» Material provided
────────

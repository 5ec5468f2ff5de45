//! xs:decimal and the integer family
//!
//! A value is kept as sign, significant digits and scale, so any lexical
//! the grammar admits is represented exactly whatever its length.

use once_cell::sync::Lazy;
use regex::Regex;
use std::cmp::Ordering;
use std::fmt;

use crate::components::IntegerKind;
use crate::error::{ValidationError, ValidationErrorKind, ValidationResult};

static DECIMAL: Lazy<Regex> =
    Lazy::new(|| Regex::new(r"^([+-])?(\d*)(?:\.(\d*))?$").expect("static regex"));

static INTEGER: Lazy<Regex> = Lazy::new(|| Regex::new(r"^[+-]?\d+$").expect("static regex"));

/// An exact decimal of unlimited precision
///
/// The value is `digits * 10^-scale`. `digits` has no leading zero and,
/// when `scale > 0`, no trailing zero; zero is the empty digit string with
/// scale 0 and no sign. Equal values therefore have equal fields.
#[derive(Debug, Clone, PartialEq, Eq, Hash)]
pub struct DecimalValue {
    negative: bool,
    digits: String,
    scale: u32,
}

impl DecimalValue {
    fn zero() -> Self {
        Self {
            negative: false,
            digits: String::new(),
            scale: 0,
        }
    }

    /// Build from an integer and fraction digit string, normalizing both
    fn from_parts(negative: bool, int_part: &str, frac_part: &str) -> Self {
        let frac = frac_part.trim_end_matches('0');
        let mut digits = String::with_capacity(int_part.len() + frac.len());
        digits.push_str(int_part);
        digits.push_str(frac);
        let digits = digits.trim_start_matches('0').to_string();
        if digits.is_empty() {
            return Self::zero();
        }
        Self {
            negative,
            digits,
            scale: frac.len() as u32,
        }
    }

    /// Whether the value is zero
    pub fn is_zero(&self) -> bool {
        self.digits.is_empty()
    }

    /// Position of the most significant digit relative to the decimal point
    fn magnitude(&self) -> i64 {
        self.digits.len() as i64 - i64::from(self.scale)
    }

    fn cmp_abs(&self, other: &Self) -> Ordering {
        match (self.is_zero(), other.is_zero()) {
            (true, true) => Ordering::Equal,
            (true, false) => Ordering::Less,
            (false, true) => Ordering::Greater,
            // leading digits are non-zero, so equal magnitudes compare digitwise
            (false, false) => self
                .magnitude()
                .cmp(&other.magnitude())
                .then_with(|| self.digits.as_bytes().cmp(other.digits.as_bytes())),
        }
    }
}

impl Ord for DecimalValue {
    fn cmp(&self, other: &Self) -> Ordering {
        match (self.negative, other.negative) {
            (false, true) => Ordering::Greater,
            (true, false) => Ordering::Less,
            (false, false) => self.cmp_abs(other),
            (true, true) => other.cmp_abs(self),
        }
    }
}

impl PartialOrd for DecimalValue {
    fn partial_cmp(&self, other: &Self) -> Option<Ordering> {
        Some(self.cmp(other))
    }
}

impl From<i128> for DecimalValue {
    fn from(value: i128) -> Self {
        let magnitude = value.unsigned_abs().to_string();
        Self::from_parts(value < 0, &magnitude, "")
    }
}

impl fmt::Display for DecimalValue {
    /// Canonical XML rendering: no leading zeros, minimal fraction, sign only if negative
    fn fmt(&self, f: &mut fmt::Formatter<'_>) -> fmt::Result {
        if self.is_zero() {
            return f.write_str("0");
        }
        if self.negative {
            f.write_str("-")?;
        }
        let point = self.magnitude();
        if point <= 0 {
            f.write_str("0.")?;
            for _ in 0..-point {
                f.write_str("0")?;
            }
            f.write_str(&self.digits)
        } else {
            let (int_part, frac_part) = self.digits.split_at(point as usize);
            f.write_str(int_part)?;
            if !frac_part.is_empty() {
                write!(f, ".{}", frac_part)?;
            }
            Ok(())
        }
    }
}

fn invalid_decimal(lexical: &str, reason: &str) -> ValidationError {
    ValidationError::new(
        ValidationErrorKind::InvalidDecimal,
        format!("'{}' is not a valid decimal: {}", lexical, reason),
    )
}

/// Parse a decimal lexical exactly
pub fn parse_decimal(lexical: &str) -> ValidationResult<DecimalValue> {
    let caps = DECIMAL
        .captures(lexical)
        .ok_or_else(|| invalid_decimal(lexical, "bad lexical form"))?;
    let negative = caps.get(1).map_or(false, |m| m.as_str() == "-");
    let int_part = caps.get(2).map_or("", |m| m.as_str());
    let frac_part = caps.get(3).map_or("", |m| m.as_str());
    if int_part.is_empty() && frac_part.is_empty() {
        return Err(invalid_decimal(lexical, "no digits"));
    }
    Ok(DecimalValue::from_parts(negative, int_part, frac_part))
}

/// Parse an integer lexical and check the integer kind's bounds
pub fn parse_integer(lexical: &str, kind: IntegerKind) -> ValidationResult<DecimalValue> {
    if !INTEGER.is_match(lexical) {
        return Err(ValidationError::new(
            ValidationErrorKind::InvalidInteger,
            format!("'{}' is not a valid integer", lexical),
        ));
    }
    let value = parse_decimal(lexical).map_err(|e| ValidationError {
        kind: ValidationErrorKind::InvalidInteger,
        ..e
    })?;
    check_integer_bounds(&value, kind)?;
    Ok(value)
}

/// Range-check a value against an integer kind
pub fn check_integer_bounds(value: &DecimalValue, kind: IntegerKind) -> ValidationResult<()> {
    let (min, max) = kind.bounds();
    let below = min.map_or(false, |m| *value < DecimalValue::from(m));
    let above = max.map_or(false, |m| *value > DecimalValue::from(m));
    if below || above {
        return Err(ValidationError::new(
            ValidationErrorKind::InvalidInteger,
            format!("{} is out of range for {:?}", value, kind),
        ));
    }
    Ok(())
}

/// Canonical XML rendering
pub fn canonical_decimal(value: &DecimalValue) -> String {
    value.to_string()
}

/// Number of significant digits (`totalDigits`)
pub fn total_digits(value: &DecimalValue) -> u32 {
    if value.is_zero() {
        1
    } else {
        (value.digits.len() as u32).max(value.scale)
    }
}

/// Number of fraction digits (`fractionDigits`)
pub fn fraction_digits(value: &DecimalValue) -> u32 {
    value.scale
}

────────

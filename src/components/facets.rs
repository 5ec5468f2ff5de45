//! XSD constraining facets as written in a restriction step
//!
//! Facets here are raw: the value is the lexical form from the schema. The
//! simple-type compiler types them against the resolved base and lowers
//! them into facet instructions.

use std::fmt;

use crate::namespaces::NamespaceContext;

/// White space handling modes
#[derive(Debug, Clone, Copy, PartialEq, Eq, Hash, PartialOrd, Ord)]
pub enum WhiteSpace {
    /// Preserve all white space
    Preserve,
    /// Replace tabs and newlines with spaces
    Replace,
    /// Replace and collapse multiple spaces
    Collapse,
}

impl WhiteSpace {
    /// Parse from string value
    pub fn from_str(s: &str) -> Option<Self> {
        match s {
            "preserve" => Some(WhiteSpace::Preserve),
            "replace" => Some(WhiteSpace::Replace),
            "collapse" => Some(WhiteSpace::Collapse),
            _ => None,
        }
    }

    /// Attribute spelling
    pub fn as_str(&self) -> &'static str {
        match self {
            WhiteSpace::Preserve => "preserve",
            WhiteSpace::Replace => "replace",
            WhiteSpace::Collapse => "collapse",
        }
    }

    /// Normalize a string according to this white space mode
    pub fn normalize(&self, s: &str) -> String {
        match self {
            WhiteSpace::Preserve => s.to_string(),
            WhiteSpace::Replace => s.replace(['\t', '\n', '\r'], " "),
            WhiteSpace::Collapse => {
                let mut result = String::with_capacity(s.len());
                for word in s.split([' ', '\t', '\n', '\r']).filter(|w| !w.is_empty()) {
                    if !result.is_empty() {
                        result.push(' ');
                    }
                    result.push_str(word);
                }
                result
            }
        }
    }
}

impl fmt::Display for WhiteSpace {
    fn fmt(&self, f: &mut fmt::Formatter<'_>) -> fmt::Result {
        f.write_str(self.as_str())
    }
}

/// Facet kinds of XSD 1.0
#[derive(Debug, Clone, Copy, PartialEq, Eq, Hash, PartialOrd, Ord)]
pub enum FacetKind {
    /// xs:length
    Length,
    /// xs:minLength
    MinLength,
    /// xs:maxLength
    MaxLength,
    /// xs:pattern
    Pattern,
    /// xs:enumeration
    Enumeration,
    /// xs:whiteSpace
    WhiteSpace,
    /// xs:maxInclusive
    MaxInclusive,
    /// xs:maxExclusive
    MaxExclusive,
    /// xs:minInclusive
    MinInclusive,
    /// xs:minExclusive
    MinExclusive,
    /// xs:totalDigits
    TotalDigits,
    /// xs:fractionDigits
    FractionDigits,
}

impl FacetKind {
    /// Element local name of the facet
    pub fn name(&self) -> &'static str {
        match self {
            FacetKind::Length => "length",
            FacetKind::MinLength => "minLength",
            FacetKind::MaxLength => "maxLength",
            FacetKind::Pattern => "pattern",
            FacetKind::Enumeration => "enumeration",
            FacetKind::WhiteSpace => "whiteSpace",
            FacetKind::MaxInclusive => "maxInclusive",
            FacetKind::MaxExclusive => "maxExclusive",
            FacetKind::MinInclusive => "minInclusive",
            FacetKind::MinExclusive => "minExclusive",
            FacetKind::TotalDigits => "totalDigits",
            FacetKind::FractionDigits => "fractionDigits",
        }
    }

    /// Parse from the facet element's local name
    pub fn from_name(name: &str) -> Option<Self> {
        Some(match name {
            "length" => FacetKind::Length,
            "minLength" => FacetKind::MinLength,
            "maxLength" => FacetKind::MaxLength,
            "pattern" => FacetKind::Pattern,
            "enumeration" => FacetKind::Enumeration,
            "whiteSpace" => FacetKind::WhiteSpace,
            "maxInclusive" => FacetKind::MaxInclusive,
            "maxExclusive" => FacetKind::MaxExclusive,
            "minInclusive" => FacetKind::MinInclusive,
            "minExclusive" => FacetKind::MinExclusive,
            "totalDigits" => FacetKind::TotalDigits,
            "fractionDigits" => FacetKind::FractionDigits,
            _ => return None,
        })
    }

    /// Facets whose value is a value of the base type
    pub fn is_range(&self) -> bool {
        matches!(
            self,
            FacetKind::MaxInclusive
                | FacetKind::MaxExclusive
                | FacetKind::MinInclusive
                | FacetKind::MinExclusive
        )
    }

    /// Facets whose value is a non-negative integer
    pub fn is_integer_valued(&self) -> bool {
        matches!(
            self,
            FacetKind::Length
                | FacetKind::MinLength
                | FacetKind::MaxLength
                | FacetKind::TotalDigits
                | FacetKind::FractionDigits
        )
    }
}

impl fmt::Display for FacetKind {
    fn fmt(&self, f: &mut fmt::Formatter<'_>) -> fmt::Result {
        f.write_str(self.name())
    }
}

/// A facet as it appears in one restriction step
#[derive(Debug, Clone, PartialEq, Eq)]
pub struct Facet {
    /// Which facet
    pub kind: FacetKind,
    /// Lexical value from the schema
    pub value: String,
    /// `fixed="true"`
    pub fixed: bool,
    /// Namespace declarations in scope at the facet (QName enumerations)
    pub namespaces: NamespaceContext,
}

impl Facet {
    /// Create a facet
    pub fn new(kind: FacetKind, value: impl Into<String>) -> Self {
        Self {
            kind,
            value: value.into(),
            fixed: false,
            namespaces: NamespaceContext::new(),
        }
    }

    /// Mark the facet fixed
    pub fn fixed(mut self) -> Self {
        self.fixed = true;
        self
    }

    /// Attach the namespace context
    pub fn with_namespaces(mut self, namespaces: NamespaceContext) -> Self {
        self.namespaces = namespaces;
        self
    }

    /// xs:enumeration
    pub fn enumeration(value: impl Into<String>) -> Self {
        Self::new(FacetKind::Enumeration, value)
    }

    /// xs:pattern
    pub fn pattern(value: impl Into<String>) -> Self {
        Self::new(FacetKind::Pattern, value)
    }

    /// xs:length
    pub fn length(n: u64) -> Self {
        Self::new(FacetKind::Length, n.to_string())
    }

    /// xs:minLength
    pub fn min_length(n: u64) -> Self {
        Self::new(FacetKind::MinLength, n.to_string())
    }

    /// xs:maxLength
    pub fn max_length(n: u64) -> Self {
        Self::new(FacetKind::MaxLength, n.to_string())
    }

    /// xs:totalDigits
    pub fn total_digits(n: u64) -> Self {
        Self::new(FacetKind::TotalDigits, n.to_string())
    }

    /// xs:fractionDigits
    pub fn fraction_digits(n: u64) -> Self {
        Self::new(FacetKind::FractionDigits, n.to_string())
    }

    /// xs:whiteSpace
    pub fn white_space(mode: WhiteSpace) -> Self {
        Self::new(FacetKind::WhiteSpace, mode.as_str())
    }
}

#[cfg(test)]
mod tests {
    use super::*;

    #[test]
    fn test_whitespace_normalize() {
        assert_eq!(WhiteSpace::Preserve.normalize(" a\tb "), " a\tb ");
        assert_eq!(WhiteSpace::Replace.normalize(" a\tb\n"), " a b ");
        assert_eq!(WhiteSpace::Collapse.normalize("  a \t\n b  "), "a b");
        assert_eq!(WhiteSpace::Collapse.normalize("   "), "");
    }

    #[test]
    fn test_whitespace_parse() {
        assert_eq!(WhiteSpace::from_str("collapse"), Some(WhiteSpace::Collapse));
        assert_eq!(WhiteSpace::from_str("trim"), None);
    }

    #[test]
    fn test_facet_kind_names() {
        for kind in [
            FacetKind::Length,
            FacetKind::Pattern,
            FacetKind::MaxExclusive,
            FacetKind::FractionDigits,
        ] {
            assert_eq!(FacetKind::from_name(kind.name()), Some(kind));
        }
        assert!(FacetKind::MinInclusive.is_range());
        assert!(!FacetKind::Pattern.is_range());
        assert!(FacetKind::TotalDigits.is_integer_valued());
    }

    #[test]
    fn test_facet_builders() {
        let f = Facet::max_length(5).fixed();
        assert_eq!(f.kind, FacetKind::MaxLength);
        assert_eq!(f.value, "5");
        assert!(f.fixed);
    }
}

────────

» Task description
Copy the entries above exactly, but only from the line holding "#[derive(Debug, Clone, PartialEq, Eq)]" through the line holding "pub fn new(kind: FacetKind, value: impl", both included.

» Result of this exercise
#[derive(Debug, Clone, PartialEq, Eq)]
pub struct Facet {
    /// Which facet
    pub kind: FacetKind,
    /// Lexical value from the schema
    pub value: String,
    /// `fixed="true"`
    pub fixed: bool,
    /// Namespace declarations in scope at the facet (QName enumerations)
    pub namespaces: NamespaceContext,
}

impl Facet {
    /// Create a facet
    pub fn new(kind: FacetKind, value: impl Into<String>) -> Self {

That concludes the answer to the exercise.